15 de out. de 2012

as virtudes são mutuamente determinadas

Why does justice have good consequences?
- Highlight Loc. 292-302  | Added on Wednesday, January 11, 2012, 03:15 PM

Consider the following example. The Hilton Beachfront Inn is burning down, and Eric Marcus is trapped under a gigantic pumpkin-coloured beach umbrella. I could rush in and try to save him, but at considerable risk to myself. One might think of courage as counseling me to take the risk, and prudence as counseling me not to take the risk; but from an Aristotelean perspective, this would misdescribe the situation.

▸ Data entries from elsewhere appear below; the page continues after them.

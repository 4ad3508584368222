//! Transactional entitlement store.
//!
//! [`TransactionCoordinator`] is the public write/read API. It drives the
//! [`NotificationScheduler`] and [`ChangeNotifier`] inside its transactions;
//! both reach their backends through the [`NotificationQueue`] and
//! [`EventBus`] traits so embedders can plug in other transports.

mod coordinator;
pub mod notifier;
pub mod scheduler;

pub use coordinator::TransactionCoordinator;
pub use notifier::{ChangeNotifier, EventBus, SqliteOutboxBus};
pub use scheduler::{NotificationQueue, NotificationScheduler, SqliteNotificationQueue};
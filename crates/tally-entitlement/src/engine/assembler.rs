//! Bundle assembly: rebuild every subscription of a bundle and derive add-on
//! side effects from the base subscription's pending events.
//!
//! The base's earliest pending CANCEL or PLAN_CHANGE is the *pivot*. An
//! add-on with a current plan gets a synthetic CANCEL at the pivot's
//! effective date when the pivot is a cancel, or when the catalog says the
//! add-on is unavailable on (or included in) the pivot's target plan.
//! Synthetic events live only in the returned views.

use std::sync::Arc;

use chrono::{DateTime, Utc};
use tally_core::{BundleId, EventId};
use tracing::debug;

use crate::engine::catalog::Catalog;
use crate::engine::replay::{replay, replay_with_overlay};
use crate::errors::{EntitlementError, Result};
use crate::types::{
    EntitlementEvent, EventPayload, EventType, ProductCategory, Subscription, SubscriptionData,
};

/// A stored subscription with its full stored timeline.
#[derive(Clone, Debug, PartialEq, Eq)]
pub struct SubscriptionTimeline {
    /// Stored attributes.
    pub data: SubscriptionData,
    /// Every stored event, in any order.
    pub events: Vec<EntitlementEvent>,
}

/// Composes bundle views from stored timelines and catalog rules.
#[derive(Clone)]
pub struct BundleAssembler {
    catalog: Arc<dyn Catalog>,
}

impl BundleAssembler {
    /// Assembler consulting `catalog` for add-on rules.
    pub fn new(catalog: Arc<dyn Catalog>) -> Self {
        Self { catalog }
    }

    /// Rebuild every subscription of `bundle_id` as of `now`.
    ///
    /// Output order: the base first, then the rest by ascending start date
    /// (ties keep input order).
    pub fn build(
        &self,
        bundle_id: &BundleId,
        mut timelines: Vec<SubscriptionTimeline>,
        now: DateTime<Utc>,
    ) -> Result<Vec<Subscription>> {
        if let Some(stray) = timelines.iter().find(|t| &t.data.bundle_id != bundle_id) {
            return Err(EntitlementError::Validation(format!(
                "subscription {} belongs to bundle {}, not {bundle_id}",
                stray.data.id, stray.data.bundle_id
            )));
        }

        let bases = timelines
            .iter()
            .filter(|t| t.data.category == ProductCategory::Base)
            .count();
        if bases > 1 {
            return Err(EntitlementError::InvariantViolation(format!(
                "bundle {bundle_id} has {bases} base subscriptions"
            )));
        }
        let has_addons = timelines
            .iter()
            .any(|t| t.data.category == ProductCategory::AddOn);
        if has_addons && bases == 0 {
            return Err(EntitlementError::InconsistentBundle(bundle_id.to_string()));
        }

        timelines.sort_by_key(|t| (t.data.category != ProductCategory::Base, t.data.start_date));

        let mut pivot: Option<EntitlementEvent> = None;
        let mut result = Vec::with_capacity(timelines.len());
        for timeline in &timelines {
            let rebuilt = replay(&timeline.data, &timeline.events, now);
            match timeline.data.category {
                ProductCategory::Base => {
                    pivot = rebuilt
                        .pending_events
                        .iter()
                        .find(|e| e.event_type().is_pivot())
                        .cloned();
                    result.push(rebuilt);
                }
                ProductCategory::AddOn => {
                    let synthetic = pivot
                        .as_ref()
                        .and_then(|p| self.addon_cancel(p, &rebuilt, now));
                    if let Some(synthetic) = synthetic {
                        debug!(
                            bundle_id = %bundle_id,
                            subscription_id = %timeline.data.id,
                            effective = %synthetic.effective_date,
                            "add-on cancelled by base pivot"
                        );
                        result.push(replay_with_overlay(
                            &timeline.data,
                            &timeline.events,
                            std::slice::from_ref(&synthetic),
                            now,
                        ));
                    } else {
                        result.push(rebuilt);
                    }
                }
                ProductCategory::Standalone => result.push(rebuilt),
            }
        }
        Ok(result)
    }

    fn addon_cancel(
        &self,
        pivot: &EntitlementEvent,
        addon: &Subscription,
        now: DateTime<Utc>,
    ) -> Option<EntitlementEvent> {
        let addon_plan = addon.current_plan.as_deref()?;
        let required = match (pivot.event_type(), pivot.payload.plan()) {
            (EventType::Cancel, _) => true,
            (_, Some(target)) => {
                !self
                    .catalog
                    .is_addon_available(target, pivot.effective_date, addon_plan)
                    || self
                        .catalog
                        .is_addon_included(target, pivot.effective_date, addon_plan)
            }
            (_, None) => false,
        };
        required.then(|| synthetic_cancel(&addon.data, pivot, now))
    }
}

fn synthetic_cancel(
    addon: &SubscriptionData,
    pivot: &EntitlementEvent,
    now: DateTime<Utc>,
) -> EntitlementEvent {
    EntitlementEvent {
        id: EventId::from(format!("synthetic-cancel-{}-{}", addon.id, pivot.id)),
        subscription_id: addon.id.clone(),
        effective_date: pivot.effective_date,
        processed_date: now,
        requested_date: now,
        active_version: addon.active_version,
        is_active: true,
        record_id: None,
        payload: EventPayload::Cancel,
    }
}

// ─────────────────────────────────────────────────────────────────────────────
// Tests
// ─────────────────────────────────────────────────────────────────────────────
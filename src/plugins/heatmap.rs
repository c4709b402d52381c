use crate::constants::{HEATMAP_LAYER_ID, HEATMAP_SOURCE_ID};
use crate::core::config::HeatmapConfig;
use crate::core::settings::HeatmapPoint;
use crate::data::geojson::FeatureCollection;
use crate::layers::expression::Expression;
use crate::layers::spec::{LayerKind, LayerPosition, LayerSpec, SourceSpec};
use crate::plugins::base::AuxiliaryLayer;
use crate::traits::MapSurface;
use crate::Result;

/// Dive-density heatmap over the logged sites
#[derive(Debug, Clone)]
pub struct HeatmapLayerManager {
    config: HeatmapConfig,
    points: Vec<HeatmapPoint>,
    show: bool,
}

impl HeatmapLayerManager {
    pub fn new(config: HeatmapConfig) -> Self {
        Self {
            config,
            points: Vec::new(),
            show: false,
        }
    }

    pub fn points(&self) -> &[HeatmapPoint] {
        &self.points
    }

    /// Stores the host's values and applies them
    pub fn update(
        &mut self,
        surface: &mut dyn MapSurface,
        points: Vec<HeatmapPoint>,
        show: bool,
        style_ready: bool,
    ) -> Result<()> {
        self.points = points;
        self.show = show;
        self.apply(surface, style_ready)
    }

    pub fn layer_spec(&self) -> LayerSpec {
        let config = &self.config;
        LayerSpec::new(HEATMAP_LAYER_ID, LayerKind::Heatmap, HEATMAP_SOURCE_ID)
            .paint(
                "heatmap-weight",
                Expression::interpolate_linear(
                    Expression::get("dive_count"),
                    &[(0.0, 0.0), (config.max_dive_count, 1.0)],
                ),
            )
            .paint(
                "heatmap-intensity",
                Expression::interpolate_linear(Expression::zoom(), &config.intensity_stops),
            )
            .paint(
                "heatmap-color",
                Expression::interpolate_colors(Expression::heatmap_density(), &config.color_ramp),
            )
            .paint(
                "heatmap-radius",
                Expression::interpolate_linear(Expression::zoom(), &config.radius_stops),
            )
            .paint("heatmap-opacity", config.opacity)
    }
}

impl AuxiliaryLayer for HeatmapLayerManager {
    fn name(&self) -> &str {
        "heatmap"
    }

    fn source_id(&self) -> &str {
        HEATMAP_SOURCE_ID
    }

    fn layer_id(&self) -> &str {
        HEATMAP_LAYER_ID
    }

    fn is_enabled(&self) -> bool {
        self.show
    }

    fn apply(&mut self, surface: &mut dyn MapSurface, style_ready: bool) -> Result<()> {
        if !style_ready {
            return Ok(());
        }
        if !self.show {
            return self.remove(surface);
        }

        let data = FeatureCollection::from_heatmap_points(&self.points);
        if surface.has_source(HEATMAP_SOURCE_ID) {
            surface.set_source_data(HEATMAP_SOURCE_ID, data)?;
        } else {
            surface.add_source(SourceSpec::geojson(HEATMAP_SOURCE_ID, data))?;
        }
        if !surface.has_layer(HEATMAP_LAYER_ID) {
            surface.add_layer(self.layer_spec(), LayerPosition::Top)?;
        }
        log::debug!("heatmap showing {} points", self.points.len());
        Ok(())
    }
}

The virtue of courage does not require us to take any and all risks, but only those risks that are worth taking; facing a danger worth running away from is no more admirable than running a way from a danger worth facing. Taking stupid risks is not admirable, and so is incompatible with what virtue requires. Likewise, the virtue of prudence does not require us to save our skins at all costs; we have a prudential interest not just in the length of our lives but in their quality, where quality of life depends, in turn, not just on material comforts but on whether we are living a life worthy of admiration and respect. Hence saving Eric is not courageous if it is imprudent; and letting Eric die is not prudent if it is cowardly. What courage requires of me in this instance cannot be determined independently of determining what prudence requires of me, and vice versa; the contents of the two virtues are specified reciprocally, via mutual adjustment. That is why I cannot possess one virtue fully without possessing them all: virtues require counterfactual stability.